I am still learning. Everything written here is but a beginning, an ongoing exploration into a past that often looks stranger and more broken with every day.
Civil rights leader Fannie Lou Hamer founded the Freedom Farm Cooperative (FFC) in 1969, and built her cooperative on the importance of land access—but unlike Jefferson’s agrarian vision, the FFC was created so that cooperative ownership would foster “many opportunities for group development of economic enterprises which develop the total community, rather than create monopolies that monopolize the resources of a community.” Hamer’s FFC opposed the “individualistic notion of economic development, freedom, or progress,” championing instead the view that stewardship of the land can and should “take a village,” fostering strong communities rather than lonely nuclear families.

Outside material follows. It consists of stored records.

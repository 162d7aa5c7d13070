pub(crate) mod common;

mod generate_api_test;
//! LLM wire types and errors

use serde::{Deserialize, Serialize};
use thiserror::Error;

// ============================================================================
// Errors
// ============================================================================

#[derive(Error, Debug)]
pub enum LLMError {
    /// Non-2xx reply; carries the status code and the raw body text
    #[error("OpenAI error: {status} {body}")]
    Upstream { status: u16, body: String },

    #[error("OpenAI request failed: {0}")]
    Transport(#[from] reqwest::Error),

    #[error("Invalid OpenAI response: {0}")]
    InvalidResponse(String),

    #[error("Internal error: {0}")]
    Internal(String),
}

// ============================================================================
// Chat Completion Request
// ============================================================================

#[derive(Debug, Clone, Serialize)]
pub struct ChatCompletionRequest {
    pub model: String,
    pub messages: Vec<ChatMessage>,
    #[serde(skip_serializing_if = "Option::is_none")]
    pub temperature: Option<f32>,
    #[serde(skip_serializing_if = "Option::is_none")]
    pub response_format: Option<ResponseFormat>,
}

#[derive(Debug, Clone, Serialize, Deserialize, PartialEq, Eq)]
pub struct ChatMessage {
    pub role: String,
    pub content: String,
}

impl ChatMessage {
    pub fn system(content: impl Into<String>) -> Self {
        Self { role: "system".to_string(), content: content.into() }
    }

    pub fn user(content: impl Into<String>) -> Self {
        Self { role: "user".to_string(), content: content.into() }
    }
}

#[derive(Debug, Clone, Serialize)]
pub struct ResponseFormat {
    #[serde(rename = "type")]
    pub format_type: String,
}

impl ResponseFormat {
    pub fn json_object() -> Self {
        Self { format_type: "json_object".to_string() }
    }
}

// ============================================================================
// Chat Completion Response
// ============================================================================

#[derive(Debug, Clone, Deserialize, Default)]
pub struct ChatCompletionResponse {
    #[serde(default)]
    pub choices: Vec<ChatChoice>,
}

#[derive(Debug, Clone, Deserialize)]
pub struct ChatChoice {
    #[serde(default)]
    pub message: Option<ChoiceMessage>,
}

#[derive(Debug, Clone, Deserialize)]
pub struct ChoiceMessage {
    #[serde(default)]
    pub content: Option<String>,
}

impl ChatCompletionResponse {
    /// Trimmed content of the first choice, if any
    pub fn first_content(&self) -> Option<&str> {
        self.choices
            .first()
            .and_then(|c| c.message.as_ref())
            .and_then(|m| m.content.as_deref())
            .map(str::trim)
            .filter(|s| !s.is_empty())
    }
}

From the time of the Southern Agrarians until the present day, Jim Crow laws, the atrocities of the sharecropping system, the theft of black land, and perpetuation of urban food deserts (which Penniman and activist Karen Washington have called “food apartheid”) have all sought to divorce black Americans from their rightful land ownership and legacy. Despite this adversity, advocates like Whatley, Carver, Hamer, and many others (several of whom are profiled in Penniman’s book and in the book Freedom Farmers) advanced a vision for agriculture that sought to bring health back to depleted soil, foster cooperative and communal involvement in the farm, champion local food sovereignty and food justice, foster ecological, cultural, and ethnic diversity, and truly respect the limits and needs of the land. D-Town Farm in Detroit, Michigan, the Black Dirt Farm Collective in Maryland, Foot Print Farms in Mississippi, Rocky Acres Community Farm and Soul Fire Farm in New York, and countless other farms led by people of colour in the United States are continuing this legacy and work.
How much healthier and more humane, communal and resilient, would our agricultural landscape be today if we had not ignored these voices for so long? I often wonder this, with grief over what we have lost in the years we have spent excusing and ignoring, allowing rampant injustice to go unquestioned and uncontested.

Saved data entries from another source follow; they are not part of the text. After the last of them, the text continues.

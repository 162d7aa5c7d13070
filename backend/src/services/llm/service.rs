//! Satire Service
//!
//! Orchestrates one request: normalize → prompt → upstream → parse, with
//! the fallback generator substituted at every failure point.

use std::sync::{Arc, Mutex, PoisonError};

use rand::RngCore;
use rand::SeedableRng;
use rand::rngs::StdRng;
use serde_json::Value;

use super::client::{CompletionClient, OpenAIClient};
use super::models::LLMError;
use super::scenarios::satire::{PromptPair, build_prompts, parse_reply};
use crate::config::LLMConfig;
use crate::models::{RequestParameters, SatireResponse, SatireResult};
use crate::services::{fallback, normalizer};
use crate::utils::ApiResult;

/// Random source used to pick fallback templates
pub type TemplateRng = Box<dyn RngCore + Send>;

pub struct SatireService {
    /// `None` when no API key is configured
    client: Option<Arc<dyn CompletionClient>>,
    rng: Mutex<TemplateRng>,
}

impl SatireService {
    pub fn new(client: Option<Arc<dyn CompletionClient>>, rng: TemplateRng) -> Self {
        Self { client, rng: Mutex::new(rng) }
    }

    /// Build the service from configuration. A missing credential is a
    /// valid state: every request is then answered by the fallback.
    pub fn from_config(config: &LLMConfig) -> Self {
        let client = config.credential().map(|key| {
            let client = OpenAIClient::new(key, config);
            tracing::info!("LLM enabled: model {} at {}", client.model(), client.endpoint());
            Arc::new(client) as Arc<dyn CompletionClient>
        });
        if client.is_none() {
            tracing::warn!("No API key configured, serving fallback templates only");
        }

        Self::new(client, Box::new(StdRng::from_entropy()))
    }

    /// Check if an upstream client is configured
    pub fn is_available(&self) -> bool {
        self.client.is_some()
    }

    /// Handle one request body.
    ///
    /// Only validation fails; once the word is accepted the result is
    /// always a usable `{satire, type}` pair. Upstream failures are
    /// reported in the advisory `error` field.
    pub async fn generate(&self, body: &Value) -> ApiResult<SatireResponse> {
        let params = normalizer::normalize(body)?;
        tracing::debug!(
            word = %params.word,
            length = params.length.as_str(),
            style = params.style.as_str(),
            locale = %params.locale,
            "Resolved request parameters"
        );

        let Some(client) = self.client.clone() else {
            tracing::info!("No API key configured, using fallback template");
            return Ok(SatireResponse::new(self.fallback(&params), None));
        };

        match call_upstream(client, build_prompts(&params)).await {
            Ok(content) => {
                let result = parse_reply(&content, &params).unwrap_or_else(|| {
                    tracing::info!("Model reply unusable, using fallback template");
                    self.fallback(&params)
                });
                Ok(SatireResponse::new(result, None))
            },
            Err(e) => {
                tracing::warn!("Upstream call failed, using fallback template: {}", e);
                Ok(SatireResponse::new(self.fallback(&params), Some(e.to_string())))
            },
        }
    }

    fn fallback(&self, params: &RequestParameters) -> SatireResult {
        let mut rng = self.rng.lock().unwrap_or_else(PoisonError::into_inner);
        fallback::generate(params, &mut **rng)
    }
}

/// Run the upstream call on its own task; a panic inside the client
/// comes back as `LLMError::Internal`.
async fn call_upstream(
    client: Arc<dyn CompletionClient>,
    prompt: PromptPair,
) -> Result<String, LLMError> {
    tokio::spawn(async move { client.complete(&prompt).await })
        .await
        .map_err(|e| LLMError::Internal(e.to_string()))?
}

I am still learning. Everything written here is but a beginning, an ongoing exploration into a past that often looks stranger and more broken with every day. But in the remorse and lament, in the necessary work of humbling myself and my feeble efforts at writing to better voices and healthier traditions, I am grateful for the opportunity for renewal and redemption. I am thankful to Comment for allowing me to write this, a far different piece on agriculture than I could have written four years ago. In all that has changed over the past several years, I have been reminded time and time again that in the greatness of our sin—as a people, as a culture, and as individuals—we have a great Saviour. And I pray he will continue to lead me—lead us—forward, opening blind eyes and helping each one to see.